> **Stored items from a collection**
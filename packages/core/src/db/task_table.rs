//! TaskTable Trait - Table Abstraction Layer
//!
//! This module defines the `TaskTable` trait that abstracts the schema-less
//! key-value table task records live in, plus the `AssignmentSet` staged by
//! partial updates. The trait enables multiple backend implementations
//! (libsql, in-memory) without changing business logic in TaskService.
//!
//! # Conditional operations
//!
//! `conditional_update` and `conditional_delete` enforce the "record must
//! already exist" precondition atomically, inside the same operation as the
//! write. A failed precondition is a distinguishable outcome
//! ([`TableError::PreconditionFailed`]), never a silent no-op, and leaves
//! the table unchanged.
//!
//! # Examples
//!
//! ```rust
//! use taskdeck_core::db::{AssignmentSet, MemoryTable, TaskTable};
//! use taskdeck_core::models::{field, Attribute, Task};
//! use std::collections::BTreeMap;
//!
//! # #[tokio::main]
//! # async fn main() -> anyhow::Result<()> {
//! let table = MemoryTable::new();
//! let task = Task::new("Review PR".to_string(), 3, false, Vec::new(), BTreeMap::new());
//! let id = task.id.clone();
//! table.put(task).await?;
//!
//! let mut assignments = AssignmentSet::new();
//! assignments.set(field::PRIORITY, Attribute::N(5));
//! let updated = table.conditional_update(&id, assignments).await?;
//! assert_eq!(updated.priority, 5);
//! # Ok(())
//! # }
//! ```

use crate::db::TableError;
use crate::models::{Attribute, Task};
use async_trait::async_trait;
use serde_json::{Map, Value};
use std::collections::BTreeMap;

/// A sparse set of per-field assignments for one conditional update.
///
/// The service builds this by inspecting which fields the caller actually
/// supplied: one named assignment per present field, nothing else. The
/// backend applies exactly these assignments, so untouched fields are
/// never materialized or resent.
#[derive(Debug, Clone, Default)]
pub struct AssignmentSet {
    assignments: BTreeMap<String, Attribute>,
}

impl AssignmentSet {
    /// Create an empty assignment set
    pub fn new() -> Self {
        Self::default()
    }

    /// Stage an assignment of `value` to the named field.
    ///
    /// Field names are the record's wire names (see [`crate::models::field`]).
    /// Staging the same field twice keeps the last value.
    pub fn set(&mut self, name: impl Into<String>, value: Attribute) {
        self.assignments.insert(name.into(), value);
    }

    /// Check whether any assignment was staged
    pub fn is_empty(&self) -> bool {
        self.assignments.is_empty()
    }

    /// Number of staged assignments
    pub fn len(&self) -> usize {
        self.assignments.len()
    }

    /// Iterate over staged assignments as (field name, value) pairs
    pub fn iter(&self) -> impl Iterator<Item = (&str, &Attribute)> {
        self.assignments.iter().map(|(k, v)| (k.as_str(), v))
    }

    /// Apply the staged assignments to a record's JSON storage form.
    ///
    /// Keys absent from the set are left exactly as stored.
    pub fn apply(&self, record: &mut Map<String, Value>) {
        for (name, value) in &self.assignments {
            record.insert(name.clone(), value.to_json());
        }
    }
}

/// Abstraction over the schema-less key-value table holding task records.
///
/// Implementations must be `Send + Sync`; all methods are async to support
/// both embedded and networked backends. The table is keyed by `Task::id`
/// and stores the remaining attributes without any declared schema.
#[async_trait]
pub trait TaskTable: Send + Sync {
    /// Unconditionally insert or overwrite the record keyed by its id.
    ///
    /// Takes ownership of the task; the caller clones first if it needs to
    /// retain the value.
    async fn put(&self, task: Task) -> Result<(), TableError>;

    /// Return every record in the table via full enumeration.
    ///
    /// No ordering guarantee and no isolation guarantee: a scan concurrent
    /// with writes may observe a mix of pre- and post-update records.
    async fn scan_all(&self) -> Result<Vec<Task>, TableError>;

    /// Atomically apply the staged assignments iff a record with `id`
    /// exists, returning the full post-update record.
    ///
    /// # Errors
    ///
    /// `TableError::PreconditionFailed` if no record with `id` exists; in
    /// that case the table is left unchanged.
    async fn conditional_update(
        &self,
        id: &str,
        assignments: AssignmentSet,
    ) -> Result<Task, TableError>;

    /// Atomically remove the record keyed by `id` iff it exists.
    ///
    /// # Errors
    ///
    /// `TableError::PreconditionFailed` if no record with `id` exists.
    async fn conditional_delete(&self, id: &str) -> Result<(), TableError>;
}
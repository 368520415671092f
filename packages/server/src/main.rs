//! TaskDeck HTTP Server
//!
//! Standalone binary serving the task record store over REST.
//!
//! # Usage
//!
//! ```bash
//! # Start with default settings (port 5000, ~/.taskdeck/tasks.db)
//! cargo run --bin taskdeck-server
//!
//! # Custom port and database path
//! TASKDECK_PORT=5001 TASKDECK_DB=/tmp/tasks.db cargo run --bin taskdeck-server
//! ```
//!
//! # Environment Variables
//!
//! - `TASKDECK_PORT`: Server port (default: 5000)
//! - `TASKDECK_DB`: Database file path (default: ~/.taskdeck/tasks.db)
//! - `CORS_ALLOW_ORIGIN`: Pin CORS to a single origin (default: any)
//! - `RUST_LOG`: Logging level (e.g. "info", "debug", "trace")

use std::env;
use std::path::PathBuf;
use std::sync::Arc;

use taskdeck_core::{SqliteTable, TaskService};

mod http_error;
mod routes;

use routes::AppState;

#[tokio::main]
async fn main() -> anyhow::Result<()> {
    // Initialize logging
    tracing_subscriber::fmt()
        .with_env_filter(
            tracing_subscriber::EnvFilter::try_from_default_env()
                .unwrap_or_else(|_| tracing_subscriber::EnvFilter::new("info")),
        )
        .init();

    tracing::info!("🚀 TaskDeck HTTP Server");

    let port = env::var("TASKDECK_PORT")
        .ok()
        .and_then(|p| p.parse::<u16>().ok())
        .unwrap_or(5000);

    let db_path: PathBuf = match env::var("TASKDECK_DB") {
        Ok(custom) => PathBuf::from(custom),
        Err(_) => {
            let home_dir =
                dirs::home_dir().ok_or_else(|| anyhow::anyhow!("Failed to get home directory"))?;
            home_dir.join(".taskdeck").join("tasks.db")
        }
    };

    tracing::info!("📡 Port: {}", port);
    tracing::info!("📦 Task table: {}", db_path.display());

    let table = Arc::new(SqliteTable::new(db_path).await?);
    let service = Arc::new(TaskService::new(table));

    let app = routes::create_router(AppState { service });

    let addr = format!("127.0.0.1:{}", port);
    tracing::info!("✅ Listening on http://{}", addr);

    let listener = tokio::net::TcpListener::bind(&addr).await?;
    axum::serve(listener, app).await?;

    Ok(())
}
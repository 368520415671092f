//! MemoryTable - In-Memory TaskTable Backend
//!
//! HashMap-backed reference implementation of the table abstraction.
//! Implements the same conditional semantics as the libsql backend and is
//! the deterministic backend for service-layer unit tests.

use crate::db::{AssignmentSet, TableError, TaskTable};
use crate::models::Task;
use async_trait::async_trait;
use serde_json::Value;
use std::collections::HashMap;
use std::sync::RwLock;

/// In-memory task table keyed by record id.
///
/// Scan order is hash order - callers must not rely on it, matching the
/// table abstraction's "no ordering guarantee" contract.
#[derive(Debug, Default)]
pub struct MemoryTable {
    records: RwLock<HashMap<String, Task>>,
}

impl MemoryTable {
    /// Create an empty in-memory table
    pub fn new() -> Self {
        Self::default()
    }

    /// Number of records currently stored (test helper)
    pub fn len(&self) -> usize {
        self.records.read().expect("task table lock poisoned").len()
    }

    /// Check whether the table holds no records
    pub fn is_empty(&self) -> bool {
        self.len() == 0
    }
}

#[async_trait]
impl TaskTable for MemoryTable {
    async fn put(&self, task: Task) -> Result<(), TableError> {
        self.records
            .write()
            .expect("task table lock poisoned")
            .insert(task.id.clone(), task);
        Ok(())
    }

    async fn scan_all(&self) -> Result<Vec<Task>, TableError> {
        Ok(self
            .records
            .read()
            .expect("task table lock poisoned")
            .values()
            .cloned()
            .collect())
    }

    async fn conditional_update(
        &self,
        id: &str,
        assignments: AssignmentSet,
    ) -> Result<Task, TableError> {
        // Check-and-apply under a single write lock: the existence check
        // and the write form one atomic operation.
        let mut records = self.records.write().expect("task table lock poisoned");
        let current = records
            .get(id)
            .ok_or_else(|| TableError::precondition_failed(id))?;

        let mut stored = match serde_json::to_value(current)? {
            Value::Object(map) => map,
            _ => return Err(TableError::sql_execution("record is not a JSON object")),
        };
        assignments.apply(&mut stored);
        let updated: Task = serde_json::from_value(Value::Object(stored))?;

        records.insert(id.to_string(), updated.clone());
        Ok(updated)
    }

    async fn conditional_delete(&self, id: &str) -> Result<(), TableError> {
        self.records
            .write()
            .expect("task table lock poisoned")
            .remove(id)
            .map(|_| ())
            .ok_or_else(|| TableError::precondition_failed(id))
    }
}
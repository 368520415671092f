//! Table Error Types
//!
//! Error types for the task table boundary. `PreconditionFailed` is the
//! distinguished outcome of conditional operations (the record to update
//! or delete does not exist); every other variant is an opaque backend
//! failure the caller cannot recover from.

use std::path::PathBuf;
use thiserror::Error;

/// Task table operation errors
#[derive(Error, Debug)]
pub enum TableError {
    /// Conditional operation found no record with the given id.
    ///
    /// Raised atomically by the backend as part of the same operation as
    /// the write, never as a separate read-then-write check.
    #[error("Precondition failed: no record with id {id}")]
    PreconditionFailed { id: String },

    /// Failed to open the table database
    #[error("Failed to open task table at {path}: {source}")]
    ConnectionFailed {
        path: PathBuf,
        source: libsql::Error,
    },

    /// Failed to initialize the table schema
    #[error("Failed to initialize task table schema: {0}")]
    InitializationFailed(String),

    /// Failed to create parent directory for the table database
    #[error("Failed to create parent directory for task table: {0}")]
    DirectoryCreationFailed(#[from] std::io::Error),

    /// libsql operation error
    #[error("Table operation failed: {0}")]
    LibsqlError(#[from] libsql::Error),

    /// SQL execution error with context
    #[error("SQL execution failed: {context}")]
    SqlExecutionError { context: String },

    /// Record could not be (de)serialized to its JSON storage form
    #[error("Record serialization failed: {0}")]
    Serialization(#[from] serde_json::Error),
}

impl TableError {
    /// Create a precondition failed error for the given record id
    pub fn precondition_failed(id: impl Into<String>) -> Self {
        Self::PreconditionFailed { id: id.into() }
    }

    /// Create a connection failed error
    pub fn connection_failed(path: PathBuf, source: libsql::Error) -> Self {
        Self::ConnectionFailed { path, source }
    }

    /// Create an initialization failed error
    pub fn initialization_failed(msg: impl Into<String>) -> Self {
        Self::InitializationFailed(msg.into())
    }

    /// Create a SQL execution error with context
    pub fn sql_execution(context: impl Into<String>) -> Self {
        Self::SqlExecutionError {
            context: context.into(),
        }
    }
}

> **EXERCISE PROMPT**
Please reproduce exactly the lines above, beginning with the first and ending with the line that contains "untouched fields are", and include nothing outside that range.

> **EXPECTED ANSWER**
filename packages/core/src/db/task_table.rs
//! TaskTable Trait - Table Abstraction Layer
//!
//! This module defines the `TaskTable` trait that abstracts the schema-less
//! key-value table task records live in, plus the `AssignmentSet` staged by
//! partial updates. The trait enables multiple backend implementations
//! (libsql, in-memory) without changing business logic in TaskService.
//!
//! # Conditional operations
//!
//! `conditional_update` and `conditional_delete` enforce the "record must
//! already exist" precondition atomically, inside the same operation as the
//! write. A failed precondition is a distinguishable outcome
//! ([`TableError::PreconditionFailed`]), never a silent no-op, and leaves
//! the table unchanged.
//!
//! # Examples
//!
//! ```rust
//! use taskdeck_core::db::{AssignmentSet, MemoryTable, TaskTable};
//! use taskdeck_core::models::{field, Attribute, Task};
//! use std::collections::BTreeMap;
//!
//! # #[tokio::main]
//! # async fn main() -> anyhow::Result<()> {
//! let table = MemoryTable::new();
//! let task = Task::new("Review PR".to_string(), 3, false, Vec::new(), BTreeMap::new());
//! let id = task.id.clone();
//! table.put(task).await?;
//!
//! let mut assignments = AssignmentSet::new();
//! assignments.set(field::PRIORITY, Attribute::N(5));
//! let updated = table.conditional_update(&id, assignments).await?;
//! assert_eq!(updated.priority, 5);
//! # Ok(())
//! # }
//! ```

use crate::db::TableError;
use crate::models::{Attribute, Task};
use async_trait::async_trait;
use serde_json::{Map, Value};
use std::collections::BTreeMap;

/// A sparse set of per-field assignments for one conditional update.
///
/// The service builds this by inspecting which fields the caller actually
/// supplied: one named assignment per present field, nothing else. The
/// backend applies exactly these assignments, so untouched fields are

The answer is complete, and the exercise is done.